I would propose to do this for v6.4 as user-defined packages (with
compile-time parser support) on top of the existing USE_LOCALE and MB
patches so that the existing compile-time options are not changed or
damaged.
So, the initial questions:
1) Is the NCHAR/NVARCHAR/CHARACTER SET syntax and usage acceptable for
non-English applications? Do other databases use this SQL92 convention,
or does it have difficulties?
2) Would anyone be interested in helping to define the character sets
and helping to test? I don't know the correct collation sequences and
don't think they would display properly on my screen...
3) I'd like to implement the existing Cyrillic and EUC-jp character
sets, and also some European languages (French and ??) which use the
Latin-1 alphabet but might have different collation sequences. Any
suggestions for candidates??
- Tom
Import Notes
Reference msg id not found: Pine.LNX.3.96.SK.980603113546.10030J-101000@torus.comus.ru
Hi Tom,
I would propose to do this for v6.4 as user-defined packages (with
compile-time parser support) on top of the existing USE_LOCALE and MB
patches so that the existing compile-time options are not changed or
damaged.
Be careful that system locales may not be here, though you may need the
locale information in Postgres. They may also be broken (which is in fact
often the case), so don't depend on them.
So, the initial questions:
1) Is the NCHAR/NVARCHAR/CHARACTER SET syntax and usage acceptable for
non-English applications?

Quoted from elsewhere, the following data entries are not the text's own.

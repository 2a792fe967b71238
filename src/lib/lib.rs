//! The execution core of vush.
//!
//! A front end parses a line of input into a [`Node`] tree and hands it to
//! [`Shell::execute`], which runs builtins in-process, forks and executes
//! external programs, connects pipelines, applies redirections, and keeps
//! track of the foreground process for job-control signals.

pub mod builtins;
pub mod shell;
pub mod tree;

pub use crate::{
    builtins::{BuiltinError, Status},
    shell::{
        signals, BackgroundProcess, ExecError, Options, ProcessState, Prompt, PromptContext,
        Shell, Subprocess,
    },
    tree::{Command, Node, RedirectKind, Redirection},
};
//! Job-control signal handling.
//!
//! The handlers only touch the foreground slot, forward the signal with
//! `kill(2)` and raise a pending flag. Everything else, such as telling the
//! user what happened, is done by the shell once its blocking wait returns.

use super::pipe_exec::foreground;
use nix::{
    errno::Errno,
    libc::c_int,
    sys::signal::{kill, sigaction, SaFlags, SigAction, SigHandler, SigSet, Signal},
    unistd::Pid,
};
use smallvec::SmallVec;
use std::{
    fmt,
    sync::atomic::{AtomicI32, AtomicU8, Ordering},
};

pub static PENDING: AtomicU8 = AtomicU8::new(0);
pub const INTERRUPTED: u8 = 1;
pub const STOPPED: u8 = 2;
pub const FORWARD_FAILED: u8 = 4;

static STOPPED_PID: AtomicI32 = AtomicI32::new(0);
static FORWARD_ERRNO: AtomicI32 = AtomicI32::new(0);

/// Something a handler did that the user should hear about.
#[derive(Clone, Copy, Debug, PartialEq, Eq)]
pub enum Notice {
    /// The tracked process was sent an interrupt and is no longer tracked.
    Interrupted,
    /// The tracked process was asked to stop.
    Stopped(Pid),
    /// `kill(2)` failed, usually because the process was already gone.
    ForwardFailed(Errno),
}

impl fmt::Display for Notice {
    fn fmt(&self, f: &mut fmt::Formatter<'_>) -> fmt::Result {
        match *self {
            Notice::Interrupted => write!(f, "KeyboardInterrupt"),
            Notice::Stopped(pid) => write!(f, "Stop: {}", pid),
            Notice::ForwardFailed(why) => write!(f, "could not forward signal: {}", why),
        }
    }
}

impl Notice {
    /// Job status lines go to standard output; failures are diagnostics.
    pub fn is_status_line(&self) -> bool { !matches!(self, Notice::ForwardFailed(_)) }
}

fn forward(pid: Pid, signal: Signal) -> bool {
    match kill(pid, signal) {
        Ok(()) => true,
        Err(errno) => {
            FORWARD_ERRNO.store(errno as i32, Ordering::SeqCst);
            PENDING.fetch_or(FORWARD_FAILED, Ordering::SeqCst);
            false
        }
    }
}

pub(crate) extern "C" fn interrupt_handler(_signal: c_int) {
    if let Some(pid) = foreground::take() {
        if forward(pid, Signal::SIGINT) {
            PENDING.fetch_or(INTERRUPTED, Ordering::SeqCst);
        }
    }
}

pub(crate) extern "C" fn suspend_handler(_signal: c_int) {
    // The process is stopped, not gone: it stays tracked for `fg` and `bg`.
    if let Some(pid) = foreground::current() {
        if forward(pid, Signal::SIGTSTP) {
            STOPPED_PID.store(pid.as_raw(), Ordering::SeqCst);
            PENDING.fetch_or(STOPPED, Ordering::SeqCst);
        }
    }
}

/// Drains the flags raised by the handlers since the last call.
pub fn take_notices() -> SmallVec<[Notice; 3]> {
    let pending = PENDING.swap(0, Ordering::SeqCst);
    let mut notices = SmallVec::new();
    if pending & INTERRUPTED != 0 {
        notices.push(Notice::Interrupted);
    }
    if pending & STOPPED != 0 {
        notices.push(Notice::Stopped(Pid::from_raw(STOPPED_PID.load(Ordering::SeqCst))));
    }
    if pending & FORWARD_FAILED != 0 {
        notices.push(Notice::ForwardFailed(Errno::from_raw(FORWARD_ERRNO.load(Ordering::SeqCst))));
    }
    notices
}

fn install(signal: Signal, handler: SigHandler) -> nix::Result<SigAction> {
    let action = SigAction::new(handler, SaFlags::SA_RESTART, SigSet::empty());
    unsafe { sigaction(signal, &action) }
}

pub fn install_interrupt_handler() -> nix::Result<()> {
    install(Signal::SIGINT, SigHandler::Handler(interrupt_handler)).map(|_| ())
}

pub fn install_suspend_handler() -> nix::Result<()> {
    install(Signal::SIGTSTP, SigHandler::Handler(suspend_handler)).map(|_| ())
}

/// A closed pipe reader must surface as `EPIPE` on write rather than kill the shell.
pub fn ignore_broken_pipes() -> nix::Result<()> {
    install(Signal::SIGPIPE, SigHandler::SigIgn).map(|_| ())
}

/// Run in a child right before `exec`: ignored dispositions survive `exec`,
/// and programs expect the defaults.
pub(crate) fn restore_defaults() {
    for &signal in &[Signal::SIGINT, Signal::SIGTSTP, Signal::SIGPIPE] {
        let _ = install(signal, SigHandler::SigDfl);
    }
}

/// Ignores the suspend signal while alive, and reinstates the previous
/// disposition once dropped.
#[derive(Debug)]
pub(crate) struct SuspendIgnored {
    previous: Option<SigAction>,
}

impl SuspendIgnored {
    pub(crate) fn new() -> SuspendIgnored {
        SuspendIgnored { previous: install(Signal::SIGTSTP, SigHandler::SigIgn).ok() }
    }
}

impl Drop for SuspendIgnored {
    fn drop(&mut self) {
        if let Some(previous) = self.previous.take() {
            let _ = unsafe { sigaction(Signal::SIGTSTP, &previous) };
        }
    }
}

Do other databases use this SQL92 convention,
or does it have difficulties?
Don't know (yet).
2) Would anyone be interested in helping to define the character sets
and helping to test? I don't know the correct collation sequences and
don't think they would display properly on my screen...
I can help for french, icelandic, and german and norwegian (though for the
two last ones, I guess there are more appropriate persons on this list :).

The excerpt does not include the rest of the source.